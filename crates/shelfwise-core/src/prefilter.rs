//! Pre-filter stage: exact, range, and set constraints over the record table.
//!
//! Constraints run in a fixed order: author → genre/children → pages_min →
//! pages_max → published_year. Each one narrows the current candidate set
//! into a new vector and is immediately self-checked by
//! [`validate`](crate::validate::validate). An empty result is valid output.
//! A key dropped for having the wrong shape is recorded as ignored at the
//! point where it would have applied.

use serde_json::{json, Value};
use tracing::{debug, warn};

use crate::filter::{CategoryTarget, FilterSpec, PublishedYear};
use crate::ledger::{LedgerEntry, ValidationLedger};
use crate::models::ItemRecord;
use crate::validate::{record_rejected, validate, Constraint};

/// Apply every requested pre-filter constraint to `records`.
pub fn apply_pre_filters<'a>(
    records: Vec<&'a ItemRecord>,
    spec: &FilterSpec,
    ledger: &mut ValidationLedger,
) -> Vec<&'a ItemRecord> {
    let mut books = records;

    if let Some(authors) = spec.authors() {
        let before = books.len();
        let needles: Vec<String> = authors.iter().map(|a| a.to_lowercase()).collect();
        books.retain(|b| {
            let field = b.authors.to_lowercase();
            needles.iter().any(|n| field.contains(n.as_str()))
        });
        debug!(before, after = books.len(), "applied author filter");
        validate(&Constraint::Author(authors), &books, before, ledger);
    } else if let Some(field) = spec.rejected("author") {
        record_rejected(field, "applied_author", books.len(), ledger);
    }

    books = apply_genre_family(books, spec, ledger);

    // A minimum above the maximum is contradictory; the minimum wins.
    let pages_max = match (spec.pages_min(), spec.pages_max()) {
        (Some(min), Some(max)) if min > max => {
            warn!(min, max, "pages_min exceeds pages_max; ignoring pages_max");
            None
        }
        (_, max) => max,
    };

    if let Some(min) = spec.pages_min() {
        let before = books.len();
        books.retain(|b| b.pages.is_some_and(|p| i64::from(p) >= min));
        debug!(before, after = books.len(), min, "applied pages_min filter");
        validate(&Constraint::PagesMin(min), &books, before, ledger);
    } else if let Some(field) = spec.rejected("pages_min") {
        record_rejected(field, "applied_min_pages", books.len(), ledger);
    }

    match (spec.pages_max(), pages_max) {
        (Some(max), Some(_)) => {
            let before = books.len();
            books.retain(|b| b.pages.is_some_and(|p| i64::from(p) <= max));
            debug!(before, after = books.len(), max, "applied pages_max filter");
            validate(&Constraint::PagesMax(max), &books, before, ledger);
        }
        (Some(max), None) => {
            ledger.record(
                "applied_max_pages",
                LedgerEntry::ignored(
                    json!(max),
                    books.len(),
                    format!(
                        "Ignored pages_max={}: contradicts pages_min={}.",
                        max,
                        spec.pages_min().unwrap_or_default()
                    ),
                ),
            );
        }
        (None, _) => {
            if let Some(field) = spec.rejected("pages_max") {
                record_rejected(field, "applied_max_pages", books.len(), ledger);
            }
        }
    }

    if let Some(requested) = spec.published_year() {
        let bounds = effective_year_bounds(requested);
        let before = books.len();
        books.retain(|b| year_in_bounds(b.published_year, &bounds));
        debug!(before, after = books.len(), bounds = %bounds.describe(), "applied published_year filter");
        validate(&Constraint::PublishedYear(bounds), &books, before, ledger);
    } else if let Some(field) = spec.rejected("published_year") {
        record_rejected(field, "applied_published_year", books.len(), ledger);
    }

    books
}

fn apply_genre_family<'a>(
    books: Vec<&'a ItemRecord>,
    spec: &FilterSpec,
    ledger: &mut ValidationLedger,
) -> Vec<&'a ItemRecord> {
    let genre = spec.genre();

    // Parts of the genre/children pair that were requested but cannot apply.
    let mut dropped = Vec::new();
    if let Some(text) = spec.genre_text().filter(|_| genre.is_none()) {
        warn!(genre = text, "unrecognized genre ignored");
        dropped.push(format!(
            "genre='{}' (not a recognized genre; expected Fiction or Nonfiction)",
            text
        ));
    }
    for key in ["genre", "children"] {
        if let Some(field) = spec.rejected(key) {
            dropped.push(format!(
                "{}={} (expected {})",
                field.key, field.value, field.expected
            ));
        }
    }

    if genre.is_none() && spec.children().is_none() && dropped.is_empty() {
        return books;
    }

    let Some(target) = CategoryTarget::resolve(genre, spec.children()) else {
        let message = if dropped.is_empty() {
            "No genre filter: children=false without a genre selects every category.".to_string()
        } else {
            format!("Ignored {}.", dropped.join("; "))
        };
        let raw = |key: &str, parsed: Option<Value>| {
            parsed.or_else(|| spec.rejected(key).map(|r| r.value.clone()))
        };
        ledger.record(
            "applied_genre",
            LedgerEntry::ignored(
                json!({
                    "genre": raw("genre", spec.genre_text().map(Value::from)),
                    "children": raw("children", spec.children().map(Value::from)),
                }),
                books.len(),
                message,
            ),
        );
        return books;
    };

    let before = books.len();
    let filtered: Vec<&ItemRecord> = match target {
        CategoryTarget::Exact(category) => books
            .into_iter()
            .filter(|b| b.category == category)
            .collect(),
        CategoryTarget::AnyChildren => books
            .into_iter()
            .filter(|b| b.category.is_children())
            .collect(),
    };
    debug!(before, after = filtered.len(), target = %target.to_value(), "applied genre filter");
    validate(&Constraint::Category(target), &filtered, before, ledger);
    if !dropped.is_empty() {
        ledger.annotate("applied_genre", &format!("Ignored {}.", dropped.join("; ")));
    }
    filtered
}

/// `exact` wins outright; otherwise a minimum above the maximum drops the maximum.
fn effective_year_bounds(requested: &PublishedYear) -> PublishedYear {
    if requested.exact.is_some() {
        return *requested;
    }
    match (requested.min, requested.max) {
        (Some(min), Some(max)) if min > max => {
            warn!(min, max, "published_year.min exceeds max; ignoring max");
            PublishedYear {
                max: None,
                ..*requested
            }
        }
        _ => *requested,
    }
}

fn year_in_bounds(year: Option<i32>, bounds: &PublishedYear) -> bool {
    let Some(year) = year.map(i64::from) else {
        return false;
    };
    match bounds.exact {
        Some(exact) => year == exact,
        None => {
            bounds.min.map_or(true, |min| year >= min) && bounds.max.map_or(true, |max| year <= max)
        }
    }
}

▬▬▬

Nothing may be dropped or altered. Copy every line above.

filename crates/shelfwise-core/src/prefilter.rs
//! Pre-filter stage: exact, range, and set constraints over the record table.
//!
//! Constraints run in a fixed order: author → genre/children → pages_min →
//! pages_max → published_year. Each one narrows the current candidate set
//! into a new vector and is immediately self-checked by
//! [`validate`](crate::validate::validate). An empty result is valid output.
//! A key dropped for having the wrong shape is recorded as ignored at the
//! point where it would have applied.

use serde_json::{json, Value};
use tracing::{debug, warn};

use crate::filter::{CategoryTarget, FilterSpec, PublishedYear};
use crate::ledger::{LedgerEntry, ValidationLedger};
use crate::models::ItemRecord;
use crate::validate::{record_rejected, validate, Constraint};

/// Apply every requested pre-filter constraint to `records`.
pub fn apply_pre_filters<'a>(
    records: Vec<&'a ItemRecord>,
    spec: &FilterSpec,
    ledger: &mut ValidationLedger,
) -> Vec<&'a ItemRecord> {
    let mut books = records;

    if let Some(authors) = spec.authors() {
        let before = books.len();
        let needles: Vec<String> = authors.iter().map(|a| a.to_lowercase()).collect();
        books.retain(|b| {
            let field = b.authors.to_lowercase();
            needles.iter().any(|n| field.contains(n.as_str()))
        });
        debug!(before, after = books.len(), "applied author filter");
        validate(&Constraint::Author(authors), &books, before, ledger);
    } else if let Some(field) = spec.rejected("author") {
        record_rejected(field, "applied_author", books.len(), ledger);
    }

    books = apply_genre_family(books, spec, ledger);

    // A minimum above the maximum is contradictory; the minimum wins.
    let pages_max = match (spec.pages_min(), spec.pages_max()) {
        (Some(min), Some(max)) if min > max => {
            warn!(min, max, "pages_min exceeds pages_max; ignoring pages_max");
            None
        }
        (_, max) => max,
    };

    if let Some(min) = spec.pages_min() {
        let before = books.len();
        books.retain(|b| b.pages.is_some_and(|p| i64::from(p) >= min));
        debug!(before, after = books.len(), min, "applied pages_min filter");
        validate(&Constraint::PagesMin(min), &books, before, ledger);
    } else if let Some(field) = spec.rejected("pages_min") {
        record_rejected(field, "applied_min_pages", books.len(), ledger);
    }

    match (spec.pages_max(), pages_max) {
        (Some(max), Some(_)) => {
            let before = books.len();
            books.retain(|b| b.pages.is_some_and(|p| i64::from(p) <= max));
            debug!(before, after = books.len(), max, "applied pages_max filter");
            validate(&Constraint::PagesMax(max), &books, before, ledger);
        }
        (Some(max), None) => {
            ledger.record(
                "applied_max_pages",
                LedgerEntry::ignored(
                    json!(max),
                    books.len(),
                    format!(
                        "Ignored pages_max={}: contradicts pages_min={}.",
                        max,
                        spec.pages_min().unwrap_or_default()
                    ),
                ),
            );
        }
        (None, _) => {
            if let Some(field) = spec.rejected("pages_max") {
                record_rejected(field, "applied_max_pages", books.len(), ledger);
            }
        }
    }

    if let Some(requested) = spec.published_year() {
        let bounds = effective_year_bounds(requested);
        let before = books.len();
        books.retain(|b| year_in_bounds(b.published_year, &bounds));
        debug!(before, after = books.len(), bounds = %bounds.describe(), "applied published_year filter");
        validate(&Constraint::PublishedYear(bounds), &books, before, ledger);
    } else if let Some(field) = spec.rejected("published_year") {
        record_rejected(field, "applied_published_year", books.len(), ledger);
    }

    books
}

fn apply_genre_family<'a>(
    books: Vec<&'a ItemRecord>,
    spec: &FilterSpec,
    ledger: &mut ValidationLedger,
) -> Vec<&'a ItemRecord> {
    let genre = spec.genre();

    // Parts of the genre/children pair that were requested but cannot apply.
    let mut dropped = Vec::new();
    if let Some(text) = spec.genre_text().filter(|_| genre.is_none()) {
        warn!(genre = text, "unrecognized genre ignored");
        dropped.push(format!(
            "genre='{}' (not a recognized genre; expected Fiction or Nonfiction)",
            text
        ));
    }
    for key in ["genre", "children"] {
        if let Some(field) = spec.rejected(key) {
            dropped.push(format!(
                "{}={} (expected {})",
                field.key, field.value, field.expected
            ));
        }
    }

    if genre.is_none() && spec.children().is_none() && dropped.is_empty() {
        return books;
    }

    let Some(target) = CategoryTarget::resolve(genre, spec.children()) else {
        let message = if dropped.is_empty() {
            "No genre filter: children=false without a genre selects every category.".to_string()
        } else {
            format!("Ignored {}.", dropped.join("; "))
        };
        let raw = |key: &str, parsed: Option<Value>| {
            parsed.or_else(|| spec.rejected(key).map(|r| r.value.clone()))
        };
        ledger.record(
            "applied_genre",
            LedgerEntry::ignored(
                json!({
                    "genre": raw("genre", spec.genre_text().map(Value::from)),
                    "children": raw("children", spec.children().map(Value::from)),
                }),
                books.len(),
                message,
            ),
        );
        return books;
    };

    let before = books.len();
    let filtered: Vec<&ItemRecord> = match target {
        CategoryTarget::Exact(category) => books
            .into_iter()
            .filter(|b| b.category == category)
            .collect(),
        CategoryTarget::AnyChildren => books
            .into_iter()
            .filter(|b| b.category.is_children())
            .collect(),
    };
    debug!(before, after = filtered.len(), target = %target.to_value(), "applied genre filter");
    validate(&Constraint::Category(target), &filtered, before, ledger);
    if !dropped.is_empty() {
        ledger.annotate("applied_genre", &format!("Ignored {}.", dropped.join("; ")));
    }
    filtered
}

/// `exact` wins outright; otherwise a minimum above the maximum drops the maximum.
fn effective_year_bounds(requested: &PublishedYear) -> PublishedYear {
    if requested.exact.is_some() {
        return *requested;
    }
    match (requested.min, requested.max) {
        (Some(min), Some(max)) if min > max => {
            warn!(min, max, "published_year.min exceeds max; ignoring max");
            PublishedYear {
                max: None,
                ..*requested
            }
        }
        _ => *requested,
    }
}

fn year_in_bounds(year: Option<i32>, bounds: &PublishedYear) -> bool {
    let Some(year) = year.map(i64::from) else {
        return false;
    };
    match bounds.exact {
        Some(exact) => year == exact,
        None => {
            bounds.min.map_or(true, |min| year >= min) && bounds.max.map_or(true, |max| year <= max)
        }
    }
}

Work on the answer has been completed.